La méthode Attal. L’édito de Laurent Tranier

 

Le nouveau Premier ministre Gabriel Attal prononce mardi 30 janvier sa Déclaration de politique générale dans un contexte explosif. À lui de démontrer que la méthode qui a fait son début de succès à l’Éducation nationale peut s’appliquer face au monde agricole et à l’échelle du pays tout entier.

En quelques phrases, Gabriel Attal avait su redonner un cap au paquebot à la dérive de l’Éducation nationale : l’exigence contre la médiocrité, la police contre le harcèlement, la laïcité contre l’abaya. Et comme par miracle, tout le monde s’était aligné à l’appel de ces grands principes et du bon sens.

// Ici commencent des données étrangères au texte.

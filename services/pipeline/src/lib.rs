//! Linehaul Pipeline - Kafka messaging for the Linehaul access-log pipeline
//!
//! Both pipeline stages are invoked by messages:
//!
//! - The Classifier (`linehaul-ingest`) consumes object-created notifications
//!   for raw log objects.
//! - The Loader (`linehaul-loader`) consumes load triggers. A trigger with no
//!   attributes is a scheduled run; `partition` and `continue_publishing`
//!   attributes request a specific day, and the Loader publishes the same
//!   shape back onto the topic to drain backlog across invocations.
//!
//! # Example
//!
//! ```rust,no_run
//! use linehaul_pipeline::{KafkaConfig, LinehaulProducer, LoadTrigger};
//!
//! #[tokio::main]
//! async fn main() -> anyhow::Result<()> {
//!     let config = KafkaConfig::from_env()?;
//!     let producer = LinehaulProducer::new(config)?;
//!
//!     // Ask the Loader to drain 2021-01-07 until nothing is left
//!     producer
//!         .send_load_trigger(&LoadTrigger::for_partition("20210107", true))
//!         .await?;
//!
//!     Ok(())
//! }
//! ```

pub mod config;
pub mod consumer;
pub mod producer;
pub mod trigger;

pub use config::{
    ConfigError, ConsumerConfig, KafkaConfig, ReliabilityConfig, SaslConfig, SecurityProtocol,
    TopicConfig,
};
pub use consumer::{
    async_trait, ConsumerError, IncomingMessage, LinehaulConsumer, MessageHandler,
    MessageMetadata,
};
pub use producer::{DeliveryResult, LinehaulProducer, OutgoingMessage, ProducerError};
pub use trigger::{
    LoadTrigger, ObjectNotification, TriggerError, CONTINUE_PUBLISHING_ATTRIBUTE,
    PARTITION_ATTRIBUTE,
};
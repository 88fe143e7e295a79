//! Kafka consumer wrapper for the Linehaul pipeline.
//!
//! Each message is one invocation of a pipeline stage. Offsets are committed
//! only after the handler succeeds; failed messages are forwarded to the dead
//! letter queue when one is configured so they can be replayed. A failure that
//! could not be dead-lettered rewinds its partition and is retried with backoff,
//! since committing any later offset would skip it for good.

use crate::config::KafkaConfig;
use crate::producer::LinehaulProducer;
use backoff::backoff::Backoff;
use backoff::ExponentialBackoff;
use rdkafka::consumer::{CommitMode, Consumer, StreamConsumer};
use rdkafka::message::{Headers, Message as KafkaMessage};
use rdkafka::Offset;
use std::collections::HashMap;
use std::sync::Arc;
use std::time::Duration;
use thiserror::Error;
use tokio::sync::broadcast;
use tracing::{debug, error, info, instrument, warn};

/// Errors that can occur during message consumption
#[derive(Error, Debug)]
pub enum ConsumerError {
    #[error("Failed to create consumer: {0}")]
    CreationError(String),

    #[error("Failed to subscribe to topics: {0}")]
    SubscriptionError(String),

    #[error("Failed to deserialize message: {0}")]
    DeserializationError(String),

    #[error("Message processing error: {0}")]
    ProcessingError(String),

    #[error("Failed to rewind {topic}/{partition} to offset {offset}: {message}")]
    SeekError {
        topic: String,
        partition: i32,
        offset: i64,
        message: String,
    },
}

const SEEK_TIMEOUT: Duration = Duration::from_secs(10);

/// What to do with a message once its handler has run
#[derive(Debug, Clone, Copy, PartialEq, Eq)]
enum Disposition {
    /// Handled, or durably recorded in the DLQ
    Commit,
    /// Nothing recorded the failure; consume the same offset again
    Redeliver,
}

impl Disposition {
    fn after(handled: bool, dead_lettered: bool) -> Self {
        if handled || dead_lettered {
            Disposition::Commit
        } else {
            Disposition::Redeliver
        }
    }
}

/// Delay before redelivering a message that failed without being recorded.
/// Grows per consecutive failure and resets once a message is committed.
struct Redelivery {
    backoff: ExponentialBackoff,
}

impl Redelivery {
    fn new(initial: Duration, max: Duration) -> Self {
        let mut backoff = ExponentialBackoff {
            initial_interval: initial,
            max_interval: max,
            max_elapsed_time: None,
            ..Default::default()
        };
        backoff.reset();
        Self { backoff }
    }

    fn next_delay(&mut self) -> Duration {
        self.backoff.next_backoff().unwrap_or(self.backoff.max_interval)
    }

    fn reset(&mut self) {
        self.backoff.reset();
    }
}

/// Metadata about a received message
#[derive(Debug, Clone)]
pub struct MessageMetadata {
    pub topic: String,
    pub partition: i32,
    pub offset: i64,
    pub key: Option<Vec<u8>>,
    pub timestamp: Option<i64>,
    /// Message headers (trigger attributes)
    pub headers: HashMap<String, String>,
}

/// A received message with payload and metadata
#[derive(Debug, Clone)]
pub struct IncomingMessage {
    pub payload: Vec<u8>,
    pub metadata: MessageMetadata,
}

impl IncomingMessage {
    /// Deserialize the payload as JSON
    pub fn decode_json<T: serde::de::DeserializeOwned>(&self) -> Result<T, ConsumerError> {
        serde_json::from_slice(&self.payload)
            .map_err(|e| ConsumerError::DeserializationError(e.to_string()))
    }

    /// Get a header value
    pub fn header(&self, key: &str) -> Option<&str> {
        self.metadata.headers.get(key).map(|s| s.as_str())
    }

    /// Message attributes (headers)
    pub fn attributes(&self) -> &HashMap<String, String> {
        &self.metadata.headers
    }

    fn header_pairs(&self) -> Vec<(String, String)> {
        self.metadata
            .headers
            .iter()
            .map(|(k, v)| (k.clone(), v.clone()))
            .collect()
    }
}

/// Handler trait for processing messages
#[async_trait::async_trait]
pub trait MessageHandler: Send + Sync {
    /// Process a single message
    async fn handle(&self, message: IncomingMessage) -> Result<(), ConsumerError>;

    /// Called when message processing fails
    async fn on_error(&self, message: &IncomingMessage, error: &ConsumerError) {
        warn!(
            topic = %message.metadata.topic,
            partition = message.metadata.partition,
            offset = message.metadata.offset,
            error = %error,
            "Message processing failed"
        );
    }
}

/// High-level Kafka consumer wrapper
pub struct LinehaulConsumer {
    consumer: StreamConsumer,
    shutdown_tx: broadcast::Sender<()>,
    dlq_producer: Option<Arc<LinehaulProducer>>,
    redelivery_initial: Duration,
    redelivery_max: Duration,
}

impl LinehaulConsumer {
    /// Create a new consumer with the given configuration
    pub fn new(config: &KafkaConfig) -> Result<Self, ConsumerError> {
        info!(
            brokers = %config.bootstrap_servers,
            group = %config.consumer.group_id,
            "Creating Kafka consumer"
        );

        let consumer: StreamConsumer = config
            .build_consumer_config()
            .create()
            .map_err(|e| ConsumerError::CreationError(e.to_string()))?;

        let (shutdown_tx, _) = broadcast::channel(1);

        Ok(Self {
            consumer,
            shutdown_tx,
            dlq_producer: None,
            redelivery_initial: Duration::from_millis(config.consumer.redelivery_initial_ms),
            redelivery_max: Duration::from_millis(config.consumer.redelivery_max_ms),
        })
    }

    /// Set the dead letter queue producer
    pub fn with_dlq_producer(mut self, producer: Arc<LinehaulProducer>) -> Self {
        self.dlq_producer = Some(producer);
        self
    }

    /// Subscribe to the specified topics
    pub fn subscribe(&self, topics: &[&str]) -> Result<(), ConsumerError> {
        info!(?topics, "Subscribing to topics");
        self.consumer
            .subscribe(topics)
            .map_err(|e| ConsumerError::SubscriptionError(e.to_string()))
    }

    /// Get a shutdown handle that stops [`LinehaulConsumer::run`] when signalled
    pub fn shutdown_handle(&self) -> broadcast::Sender<()> {
        self.shutdown_tx.clone()
    }

    /// Consume messages until shutdown, handing each to `handler` in order
    #[instrument(skip(self, handler))]
    pub async fn run<H: MessageHandler>(&self, handler: Arc<H>) -> Result<(), ConsumerError> {
        use tokio_stream::StreamExt;

        let mut shutdown_rx = self.shutdown_tx.subscribe();
        let mut redelivery = Redelivery::new(self.redelivery_initial, self.redelivery_max);
        let stream = self.consumer.stream();
        tokio::pin!(stream);

        info!("Starting message consumption loop");

        loop {
            tokio::select! {
                _ = shutdown_rx.recv() => {
                    info!("Received shutdown signal");
                    break;
                }
                message_result = stream.next() => {
                    match message_result {
                        Some(Ok(borrowed_message)) => {
                            let incoming = convert_message(&borrowed_message);

                            debug!(
                                topic = %incoming.metadata.topic,
                                partition = incoming.metadata.partition,
                                offset = incoming.metadata.offset,
                                "Received message"
                            );

                            let (handled, dead_lettered) =
                                match handler.handle(incoming.clone()).await {
                                    Ok(()) => (true, false),
                                    Err(e) => {
                                        error!(error = %e, "Message processing failed");
                                        handler.on_error(&incoming, &e).await;
                                        (false, self.dead_letter(&incoming, &e).await)
                                    }
                                };

                            match Disposition::after(handled, dead_lettered) {
                                Disposition::Commit => {
                                    redelivery.reset();
                                    if let Err(e) = self
                                        .consumer
                                        .commit_message(&borrowed_message, CommitMode::Async)
                                    {
                                        warn!(error = %e, "Failed to commit offset");
                                    }
                                }
                                Disposition::Redeliver => {
                                    let delay = redelivery.next_delay();
                                    warn!(
                                        topic = %incoming.metadata.topic,
                                        partition = incoming.metadata.partition,
                                        offset = incoming.metadata.offset,
                                        delay_ms = delay.as_millis() as u64,
                                        "Failure not recorded; redelivering message"
                                    );
                                    tokio::select! {
                                        _ = shutdown_rx.recv() => {
                                            info!("Received shutdown signal");
                                            break;
                                        }
                                        _ = tokio::time::sleep(delay) => {}
                                    }
                                    self.rewind(&incoming.metadata)?;
                                }
                            }
                        }
                        Some(Err(e)) => {
                            error!(error = %e, "Kafka error");
                        }
                        None => {
                            debug!("Stream ended");
                            break;
                        }
                    }
                }
            }
        }

        // No blanket commit of the consumer position here: it would cover
        // failed messages that were never dead-lettered.
        Ok(())
    }

    /// Point the partition back at a message so the stream yields it again
    fn rewind(&self, metadata: &MessageMetadata) -> Result<(), ConsumerError> {
        self.consumer
            .seek(
                &metadata.topic,
                metadata.partition,
                Offset::Offset(metadata.offset),
                SEEK_TIMEOUT,
            )
            .map_err(|e| ConsumerError::SeekError {
                topic: metadata.topic.clone(),
                partition: metadata.partition,
                offset: metadata.offset,
                message: e.to_string(),
            })
    }

    /// Forward a failed message to the DLQ. Returns whether the message is
    /// now durably recorded elsewhere and its offset may be committed.
    async fn dead_letter(&self, incoming: &IncomingMessage, error: &ConsumerError) -> bool {
        let Some(ref dlq) = self.dlq_producer else {
            return false;
        };

        match dlq
            .send_to_dlq(
                &incoming.metadata.topic,
                &incoming.payload,
                &incoming.header_pairs(),
                &error.to_string(),
            )
            .await
        {
            Ok(_) => true,
            Err(dlq_err) => {
                error!(error = %dlq_err, "Failed to send to DLQ");
                false
            }
        }
    }
}

/// Convert a borrowed Kafka message to an owned IncomingMessage
fn convert_message<M: KafkaMessage>(msg: &M) -> IncomingMessage {
    let payload = msg.payload().unwrap_or(&[]).to_vec();
    let key = msg.key().map(|k| k.to_vec());

    let mut headers = HashMap::new();
    if let Some(h) = msg.headers() {
        for header in h.iter() {
            if let Some(value) = header.value {
                if let Ok(v) = String::from_utf8(value.to_vec()) {
                    headers.insert(header.key.to_string(), v);
                }
            }
        }
    }

    IncomingMessage {
        payload,
        metadata: MessageMetadata {
            topic: msg.topic().to_string(),
            partition: msg.partition(),
            offset: msg.offset(),
            key,
            timestamp: msg.timestamp().to_millis(),
            headers,
        },
    }
}

/// Async trait for message handlers (re-export for convenience)
pub use async_trait::async_trait;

Saisi lui aussi par l’effet de cette parole claire et nouvelle, Emmanuel Macron a fait de Gabriel Attal le Premier ministre de la France. Quelques semaines après, il est déjà sur tous les fronts. Il écoute, il comprend, il console, il n’en rajoute pas.

La Déclaration de politique générale qu’il prononce ce mardi 30 janvier devant les députés est encore plus attendue que d’habitude. Non seulement parce qu’il doit traduire les grandes lignes dessinées par Emmanuel Macron lors de sa conférence de presse du 16 janvier, mais parce qu’entre-temps, le monde agricole s’est embrasé et menace de bloquer la France.

 

Redonner aux agriculteurs le sens de leur travail

Nous nous sommes familiarisés avec les demandes des agriculteurs, aussi diverses que justifiées, qui vont de la réduction de la multitude de règles contradictoires qu’ils doivent respecter, à l’obtention d’un revenu décent pour un travail considérable, en passant par la fin de la concurrence déloyale qu’ils subissent depuis trop longtemps. Mais en réalité la question que posent les agriculteurs aux politiques est existentielle : ils ne comprennent plus quel est leur rôle, ce que l’on attend d’eux, ce qu’ils doivent faire : produire davantage ? Restaurer les écosystèmes ? Produire moins ? Produire mieux ? Produire moins cher ? Abandonner certaines méthodes de production ? En adopter de nouvelles ? Sont-ils des pollueurs qui détruisent la planète ou sont-ils les bienfaiteurs de l’humanité qu’ils nourrissent ?

Dans son discours de politique générale, Gabriel Attal doit redonner un cap à notre agriculture, comme il a su le faire à l’Éducation nationale. Sauf que dans le monde agricole, l’équation se complique avec deux séries d’attentes contradictoires qu’il faudra aussi satisfaire, sous peine que la contestation qui s’éteindrait d’un côté ne se déplace sur un autre front. 

 

Grande distribution, industriels de l’agroalimentaire et écolos dans la ligne de mire

Clairement, une grande partie des règles qui rendent insupportable le quotidien des agriculteurs et qu’ils rejettent massivement, ont pour finalité la protection de l’environnement. Non que les agriculteurs soient indifférents à l’environnement, bien au contraire : il s’agit de leur cadre de vie et ils savent mieux que quiconque que sa préservation est la condition de la pérennité de leur activité. 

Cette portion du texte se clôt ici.